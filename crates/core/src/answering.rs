use crate::error::TransportError;
use crate::language::Locale;
use crate::text;
use async_trait::async_trait;
#[cfg(test)]
use mockall::automock;
use reqwest::Client;
use secrecy::{ExposeSecret, SecretString};
use serde::{Deserialize, Serialize};
use std::time::Duration;

#[derive(Debug, Clone, Copy, PartialEq, Eq, Serialize, Deserialize)]
#[serde(rename_all = "lowercase")]
pub enum ChatRole {
    User,
    Assistant,
}

#[derive(Debug, Clone, PartialEq, Eq, Serialize, Deserialize)]
pub struct ChatEntry {
    pub role: ChatRole,
    pub content: String,
}

impl ChatEntry {
    pub fn user(content: &str) -> Self {
        Self {
            role: ChatRole::User,
            content: content.to_string(),
        }
    }

    pub fn assistant(content: &str) -> Self {
        Self {
            role: ChatRole::Assistant,
            content: content.to_string(),
        }
    }
}

/// One request to the answering service. Built fresh for every turn and never stored.
#[derive(Debug, Clone, PartialEq, Serialize, Deserialize)]
#[serde(rename_all = "camelCase")]
pub struct TurnRequest {
    /// `None` only when the lesson has no sections.
    pub section_id: Option<String>,
    pub section_index: usize,
    pub total_sections: usize,
    pub user_message: String,
    pub history_tail: Vec<ChatEntry>,
    pub language: Locale,
    /// Section renders issued by navigation rather than by the learner.
    pub silent: bool,
}

// The controller depends on this trait rather than on the HTTP client, so the
// session can run against a mock in tests or the offline tutor without a backend.
#[cfg_attr(test, automock)]
#[async_trait]
pub trait AnsweringService: Send + Sync {
    /// Returns the raw reply payload for a turn.
    async fn answer(&self, request: &TurnRequest) -> Result<String, TransportError>;
}

/// HTTP implementation: POSTs the request as JSON and returns the reply text.
pub struct AnsweringClient {
    client: Client,
    endpoint: String,
    api_key: Option<SecretString>,
}

impl AnsweringClient {
    pub fn new(
        endpoint: &str,
        api_key: Option<SecretString>,
        timeout: Duration,
    ) -> Result<Self, TransportError> {
        let client = Client::builder()
            .timeout(timeout)
            .build()
            .map_err(|e| TransportError::Network(e.to_string()))?;
        Ok(Self {
            client,
            endpoint: endpoint.to_string(),
            api_key,
        })
    }
}

const REPLY_FIELDS: [&str; 4] = ["reply", "response", "content", "message"];

// Accepts either a bare text body or a JSON object wrapping the text in one
// of the usual field names.
fn extract_reply_text(body: &str) -> String {
    if let Ok(serde_json::Value::Object(map)) = serde_json::from_str::<serde_json::Value>(body) {
        for field in REPLY_FIELDS {
            if let Some(text) = map.get(field).and_then(|v| v.as_str()) {
                return text.to_string();
            }
        }
    }
    body.to_string()
}

const MAX_ERROR_BODY: usize = 512;

fn truncate_body(body: &str) -> String {
    body.chars().take(MAX_ERROR_BODY).collect()
}

#[async_trait]
impl AnsweringService for AnsweringClient {
    async fn answer(&self, request: &TurnRequest) -> Result<String, TransportError> {
        tracing::debug!(
            "Sending turn for section {:?} (silent: {})",
            request.section_id,
            request.silent
        );

        let mut builder = self.client.post(&self.endpoint).json(request);
        if let Some(api_key) = &self.api_key {
            builder = builder.bearer_auth(api_key.expose_secret());
        }

        let resp = builder.send().await.map_err(|e| {
            tracing::warn!("Answering service request failed: {}", e);
            TransportError::Network(e.to_string())
        })?;

        let status = resp.status();
        let body = resp
            .text()
            .await
            .map_err(|e| TransportError::Decode(e.to_string()))?;

        if matches!(status.as_u16(), 502..=504) {
            return Err(TransportError::UpstreamUnavailable {
                status: Some(status.as_u16()),
            });
        }
        if !status.is_success() {
            // Proxies and crashed backends answer with error pages; those
            // are an outage rather than a rejected request.
            if text::sanitize(&body) != body {
                return Err(TransportError::UpstreamUnavailable {
                    status: Some(status.as_u16()),
                });
            }
            return Err(TransportError::Status {
                status: status.as_u16(),
                body: truncate_body(&body),
            });
        }

        Ok(extract_reply_text(&body))
    }
}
::::::::
* _Exercise objective_:
The data above must be restated word for word.

* _Task output_:
filename crates/core/src/answering.rs
use crate::error::TransportError;
use crate::language::Locale;
use crate::text;
use async_trait::async_trait;
#[cfg(test)]
use mockall::automock;
use reqwest::Client;
use secrecy::{ExposeSecret, SecretString};
use serde::{Deserialize, Serialize};
use std::time::Duration;

#[derive(Debug, Clone, Copy, PartialEq, Eq, Serialize, Deserialize)]
#[serde(rename_all = "lowercase")]
pub enum ChatRole {
    User,
    Assistant,
}

#[derive(Debug, Clone, PartialEq, Eq, Serialize, Deserialize)]
pub struct ChatEntry {
    pub role: ChatRole,
    pub content: String,
}

impl ChatEntry {
    pub fn user(content: &str) -> Self {
        Self {
            role: ChatRole::User,
            content: content.to_string(),
        }
    }

    pub fn assistant(content: &str) -> Self {
        Self {
            role: ChatRole::Assistant,
            content: content.to_string(),
        }
    }
}

/// One request to the answering service. Built fresh for every turn and never stored.
#[derive(Debug, Clone, PartialEq, Serialize, Deserialize)]
#[serde(rename_all = "camelCase")]
pub struct TurnRequest {
    /// `None` only when the lesson has no sections.
    pub section_id: Option<String>,
    pub section_index: usize,
    pub total_sections: usize,
    pub user_message: String,
    pub history_tail: Vec<ChatEntry>,
    pub language: Locale,
    /// Section renders issued by navigation rather than by the learner.
    pub silent: bool,
}

// The controller depends on this trait rather than on the HTTP client, so the
// session can run against a mock in tests or the offline tutor without a backend.
#[cfg_attr(test, automock)]
#[async_trait]
pub trait AnsweringService: Send + Sync {
    /// Returns the raw reply payload for a turn.
    async fn answer(&self, request: &TurnRequest) -> Result<String, TransportError>;
}

/// HTTP implementation: POSTs the request as JSON and returns the reply text.
pub struct AnsweringClient {
    client: Client,
    endpoint: String,
    api_key: Option<SecretString>,
}

impl AnsweringClient {
    pub fn new(
        endpoint: &str,
        api_key: Option<SecretString>,
        timeout: Duration,
    ) -> Result<Self, TransportError> {
        let client = Client::builder()
            .timeout(timeout)
            .build()
            .map_err(|e| TransportError::Network(e.to_string()))?;
        Ok(Self {
            client,
            endpoint: endpoint.to_string(),
            api_key,
        })
    }
}

const REPLY_FIELDS: [&str; 4] = ["reply", "response", "content", "message"];

// Accepts either a bare text body or a JSON object wrapping the text in one
// of the usual field names.
fn extract_reply_text(body: &str) -> String {
    if let Ok(serde_json::Value::Object(map)) = serde_json::from_str::<serde_json::Value>(body) {
        for field in REPLY_FIELDS {
            if let Some(text) = map.get(field).and_then(|v| v.as_str()) {
                return text.to_string();
            }
        }
    }
    body.to_string()
}

const MAX_ERROR_BODY: usize = 512;

fn truncate_body(body: &str) -> String {
    body.chars().take(MAX_ERROR_BODY).collect()
}

#[async_trait]
impl AnsweringService for AnsweringClient {
    async fn answer(&self, request: &TurnRequest) -> Result<String, TransportError> {
        tracing::debug!(
            "Sending turn for section {:?} (silent: {})",
            request.section_id,
            request.silent
        );

        let mut builder = self.client.post(&self.endpoint).json(request);
        if let Some(api_key) = &self.api_key {
            builder = builder.bearer_auth(api_key.expose_secret());
        }

        let resp = builder.send().await.map_err(|e| {
            tracing::warn!("Answering service request failed: {}", e);
            TransportError::Network(e.to_string())
        })?;

        let status = resp.status();
        let body = resp
            .text()
            .await
            .map_err(|e| TransportError::Decode(e.to_string()))?;

        if matches!(status.as_u16(), 502..=504) {
            return Err(TransportError::UpstreamUnavailable {
                status: Some(status.as_u16()),
            });
        }
        if !status.is_success() {
            // Proxies and crashed backends answer with error pages; those
            // are an outage rather than a rejected request.
            if text::sanitize(&body) != body {
                return Err(TransportError::UpstreamUnavailable {
                    status: Some(status.as_u16()),
                });
            }
            return Err(TransportError::Status {
                status: status.as_u16(),
                body: truncate_body(&body),
            });
        }

        Ok(extract_reply_text(&body))
    }
}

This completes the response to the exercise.